REM%IMSSS@SU-AI.ARPA (Robert Elton Maas) (03/02/86)

GWS> Date: 28 Feb 86 11:52:08 GMT
GWS> From: brahms!gsmith@ucbvax.berkeley.edu  (Gene Ward Smith)
GWS>     Let's clarify the question then.  Is this deep fear of eventual
GWS> red-gianthood the basis of some obscure religious cult I haven't heard
GWS> about?  To quote Bertrand Russell, "Religion is based, I think, primarily
GWS> and mainly upon fear.  It is partly the terror of the unknown....

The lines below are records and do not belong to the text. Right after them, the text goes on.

//! Account lifecycle
//!
//! Registration, login, profile management, and soft deletion. All
//! credential work is delegated to the external collaborators; this
//! module owns only the account rules.

use std::sync::Arc;

use serde::{Deserialize, Serialize};
use tracing::info;
use uuid::Uuid;

use warden_model::User;
use warden_store::{AccessStore, StoreError};

use crate::credentials::{PasswordHasher, TokenIssuer, TokenPair};
use crate::error::{AuthError, AuthResult};

/// A registration request.
///
/// The password is entered twice and both entries must match before
/// any account is created.
#[derive(Debug, Clone, Deserialize)]
pub struct RegistrationRequest {
    /// Email address (unique key)
    pub email: String,

    /// Plaintext password, hashed before storage
    pub password: String,

    /// Password confirmation
    pub password2: String,

    /// Given name
    #[serde(default)]
    pub first_name: String,

    /// Family name
    #[serde(default)]
    pub last_name: String,

    /// Patronymic
    #[serde(default)]
    pub patronymic: String,
}

impl RegistrationRequest {
    /// Create a request with the name fields empty.
    pub fn new(
        email: impl Into<String>,
        password: impl Into<String>,
        password2: impl Into<String>,
    ) -> Self {
        Self {
            email: email.into(),
            password: password.into(),
            password2: password2.into(),
            first_name: String::new(),
            last_name: String::new(),
            patronymic: String::new(),
        }
    }

    /// Set the given and family names.
    pub fn with_name(mut self, first_name: impl Into<String>, last_name: impl Into<String>) -> Self {
        self.first_name = first_name.into();
        self.last_name = last_name.into();
        self
    }
}

/// A user's public profile.
///
/// The email is read-only; profile updates can change only the name
/// fields. The credential hash is never exposed.
#[derive(Debug, Clone, Serialize, Deserialize)]
pub struct Profile {
    /// User ID
    pub id: Uuid,

    /// Email address (read-only)
    pub email: String,

    /// Given name
    pub first_name: String,

    /// Family name
    pub last_name: String,

    /// Patronymic
    pub patronymic: String,
}

impl From<&User> for Profile {
    fn from(user: &User) -> Self {
        Self {
            id: user.id,
            email: user.email.clone(),
            first_name: user.first_name.clone(),
            last_name: user.last_name.clone(),
            patronymic: user.patronymic.clone(),
        }
    }
}

/// Partial profile update. `None` fields are left unchanged.
#[derive(Debug, Clone, Default, Deserialize)]
pub struct ProfileUpdate {
    /// New given name
    pub first_name: Option<String>,

    /// New family name
    pub last_name: Option<String>,

    /// New patronymic
    pub patronymic: Option<String>,
}

/// Account lifecycle service.
///
/// # Examples
///
/// ```rust,no_run
/// use std::sync::Arc;
/// use warden_auth::{AccountService, RegistrationRequest};
/// use warden_store::MemoryStore;
///
/// # use warden_auth::{AuthResult, PasswordHasher, TokenIssuer};
/// # async fn demo(hasher: Arc<dyn PasswordHasher>, tokens: Arc<dyn TokenIssuer>) -> AuthResult<()> {
/// let accounts = AccountService::new(Arc::new(MemoryStore::new()), hasher, tokens);
/// accounts
///     .register(RegistrationRequest::new("u@example.com", "secret", "secret"))
///     .await?;
/// # Ok(())
/// # }
/// ```
pub struct AccountService {
    store: Arc<dyn AccessStore>,
    hasher: Arc<dyn PasswordHasher>,
    tokens: Arc<dyn TokenIssuer>,
}

impl AccountService {
    /// Create an account service over the given store and collaborators.
    pub fn new(
        store: Arc<dyn AccessStore>,
        hasher: Arc<dyn PasswordHasher>,
        tokens: Arc<dyn TokenIssuer>,
    ) -> Self {
        Self {
            store,
            hasher,
            tokens,
        }
    }

    /// Register a new account.
    ///
    /// Open to anyone; no identity is required. The password is hashed
    /// by the collaborator before anything is stored.
    ///
    /// # Errors
    ///
    /// - [`AuthError::MissingField`] if email or password is empty
    /// - [`AuthError::PasswordMismatch`] if the confirmation differs
    /// - [`AuthError::EmailTaken`] if the email is already registered
    pub async fn register(&self, request: RegistrationRequest) -> AuthResult<Profile> {
        if request.email.is_empty() {
            return Err(AuthError::MissingField("email"));
        }
        if request.password.is_empty() {
            return Err(AuthError::MissingField("password"));
        }
        if request.password != request.password2 {
            return Err(AuthError::PasswordMismatch);
        }

        let password_hash = self.hasher.hash(&request.password).await?;
        let user = User::new(request.email, password_hash)
            .with_name(request.first_name, request.last_name)
            .with_patronymic(request.patronymic);

        let user = self.store.create_user(user).await?;
        info!("Registered account '{}'", user.email);
        Ok(Profile::from(&user))
    }

    /// Log in with email and password.
    ///
    /// Unknown email and wrong password both yield
    /// [`AuthError::InvalidCredentials`]; account existence is not
    /// revealed. A soft-deleted account is rejected even when the
    /// credentials are valid.
    pub async fn login(&self, email: &str, password: &str) -> AuthResult<TokenPair> {
        let user = match self.store.user_by_email(email).await {
            Ok(user) => user,
            Err(StoreError::NotFound { .. }) => return Err(AuthError::InvalidCredentials),
            Err(err) => return Err(err.into()),
        };

        if user.is_deleted {
            return Err(AuthError::AccountDeleted);
        }
        if !user.is_active {
            return Err(AuthError::AccountDisabled);
        }

        if !self.hasher.verify(password, &user.password_hash).await? {
            return Err(AuthError::InvalidCredentials);
        }

        info!("Issued tokens for '{}'", user.email);
        self.tokens.issue(&user).await
    }

    /// Fetch a user's profile.
    pub async fn profile(&self, user_id: Uuid) -> AuthResult<Profile> {
        let user = self.store.user_by_id(user_id).await?;
        Ok(Profile::from(&user))
    }

    /// Update a user's profile. The email cannot be changed.
    pub async fn update_profile(
        &self,
        user_id: Uuid,
        update: ProfileUpdate,
    ) -> AuthResult<Profile> {
        let mut user = self.store.user_by_id(user_id).await?;

        if let Some(first_name) = update.first_name {
            user.first_name = first_name;
        }
        if let Some(last_name) = update.last_name {
            user.last_name = last_name;
        }
        if let Some(patronymic) = update.patronymic {
            user.patronymic = patronymic;
        }

        let user = self.store.update_user(user).await?;
        Ok(Profile::from(&user))
    }

    /// Soft-delete an account.
    ///
    /// The record is retained with `is_deleted` set and `is_active`
    /// cleared; identity resolution rejects it from this point on.
    pub async fn deactivate(&self, user_id: Uuid) -> AuthResult<()> {
        let mut user = self.store.user_by_id(user_id).await?;
        user.soft_delete();
        self.store.update_user(user).await?;

        info!(%user_id, "Account soft-deleted");
        Ok(())
    }
}

#[cfg(test)]
mod tests {
    use super::*;
    use async_trait::async_trait;
    use warden_store::MemoryStore;

    /// Reversible stand-in for the external hasher.
    struct PlainHasher;

    #[async_trait]
    impl PasswordHasher for PlainHasher {
        async fn hash(&self, password: &str) -> AuthResult<String> {
            Ok(format!("plain:{password}"))
        }

        async fn verify(&self, password: &str, password_hash: &str) -> AuthResult<bool> {
            Ok(password_hash == format!("plain:{password}"))
        }
    }

    struct StaticIssuer;

    #[async_trait]
    impl TokenIssuer for StaticIssuer {
        async fn issue(&self, user: &User) -> AuthResult<TokenPair> {
            Ok(TokenPair {
                access: format!("access-{}", user.id),
                refresh: format!("refresh-{}", user.id),
            })
        }
    }

    fn service() -> (Arc<MemoryStore>, AccountService) {
        let store = Arc::new(MemoryStore::new());
        let service =
            AccountService::new(store.clone(), Arc::new(PlainHasher), Arc::new(StaticIssuer));
        (store, service)
    }

    #[tokio::test]
    async fn test_register_and_login() {
        let (_, accounts) = service();

        let profile = accounts
            .register(
                RegistrationRequest::new("u@example.com", "secret", "secret")
                    .with_name("Ivan", "Petrov"),
            )
            .await
            .unwrap();
        assert_eq!(profile.email, "u@example.com");

        let tokens = accounts.login("u@example.com", "secret").await.unwrap();
        assert!(tokens.access.starts_with("access-"));
    }

    #[tokio::test]
    async fn test_register_never_stores_plaintext() {
        let (store, accounts) = service();
        accounts
            .register(RegistrationRequest::new("u@example.com", "secret", "secret"))
            .await
            .unwrap();

        let user = store.user_by_email("u@example.com").await.unwrap();
        assert_ne!(user.password_hash, "secret");
    }

    #[tokio::test]
    async fn test_register_password_mismatch() {
        let (_, accounts) = service();
        let err = accounts
            .register(RegistrationRequest::new("u@example.com", "secret", "other"))
            .await
            .unwrap_err();
        assert!(matches!(err, AuthError::PasswordMismatch));
    }

    #[tokio::test]
    async fn test_register_duplicate_email_is_conflict() {
        let (_, accounts) = service();
        accounts
            .register(RegistrationRequest::new("u@example.com", "secret", "secret"))
            .await
            .unwrap();

        let err = accounts
            .register(RegistrationRequest::new("u@example.com", "other", "other"))
            .await
            .unwrap_err();
        assert!(matches!(err, AuthError::EmailTaken));
    }

    #[tokio::test]
    async fn test_login_wrong_password() {
        let (_, accounts) = service();
        accounts
            .register(RegistrationRequest::new("u@example.com", "secret", "secret"))
            .await
            .unwrap();

        let err = accounts.login("u@example.com", "wrong").await.unwrap_err();
        assert!(matches!(err, AuthError::InvalidCredentials));
    }

    #[tokio::test]
    async fn test_login_unknown_email_does_not_reveal() {
        let (_, accounts) = service();
        let err = accounts.login("nobody@example.com", "x").await.unwrap_err();
        assert!(matches!(err, AuthError::InvalidCredentials));
    }

    #[tokio::test]
    async fn test_login_soft_deleted_rejected_with_valid_credentials() {
        let (store, accounts) = service();
        let profile = accounts
            .register(RegistrationRequest::new("u@example.com", "secret", "secret"))
            .await
            .unwrap();
        accounts.deactivate(profile.id).await.unwrap();

        let err = accounts.login("u@example.com", "secret").await.unwrap_err();
        assert!(matches!(err, AuthError::AccountDeleted));

        // Record retained, only flagged.
        let user = store.user_by_email("u@example.com").await.unwrap();
        assert!(user.is_deleted);
        assert!(!user.is_active);
    }

    #[tokio::test]
    async fn test_update_profile_leaves_email() {
        let (_, accounts) = service();
        let profile = accounts
            .register(RegistrationRequest::new("u@example.com", "secret", "secret"))
            .await
            .unwrap();

        let updated = accounts
            .update_profile(
                profile.id,
                ProfileUpdate {
                    first_name: Some("Ivan".into()),
                    ..Default::default()
                },
            )
            .await
            .unwrap();

        assert_eq!(updated.first_name, "Ivan");
        assert_eq!(updated.email, "u@example.com");
    }
}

Fear of the unknown, and fear of false legends, is what Bertrand
Russell is talking about. Only a fool wouldn't be afraid of a loaded
gun pointing at him or 40,000 thermonuclear weapons on launch vehicles
or a tiger that escaped from the zoo and was seen in his neighborhood
while his kids are outside playing or the sun going red giant before
we have our eggs out of this one basket. Fear is what drives us to
take remedial action. (Sometimes we have distaste, not fear, so I'm
not saying fear is essential, in fact in case of red giant the word
fear should read distaste both in this paragraph and in your critique
of our proposals to take remedial action. We aren't "afraid" of the
Sun knocking out Earth, but we are worried about it because we don't
want that to happen to us even that far down the road. Sometimes the
distinction may be that we fear that which we cannot change and which
will hurt us if it happens, while we have mere distaste for what we
can effectively control. I'm truly afraid of a thermonuclear this year
or next year etc. I'm merely planning to avoid red giant death.)

GWS> Science can help us to get over this craven fear in which mankind has
GWS> lived....  Science can teach us ... no longer to invent allies in the
GWS> sky, but rather to look to our own efforts here below to make this
GWS> world a fit place to live in...."

Science can also teach us what to truly beware, and to either change
it if we can, or be truly and justly afraid of it if we are helpless.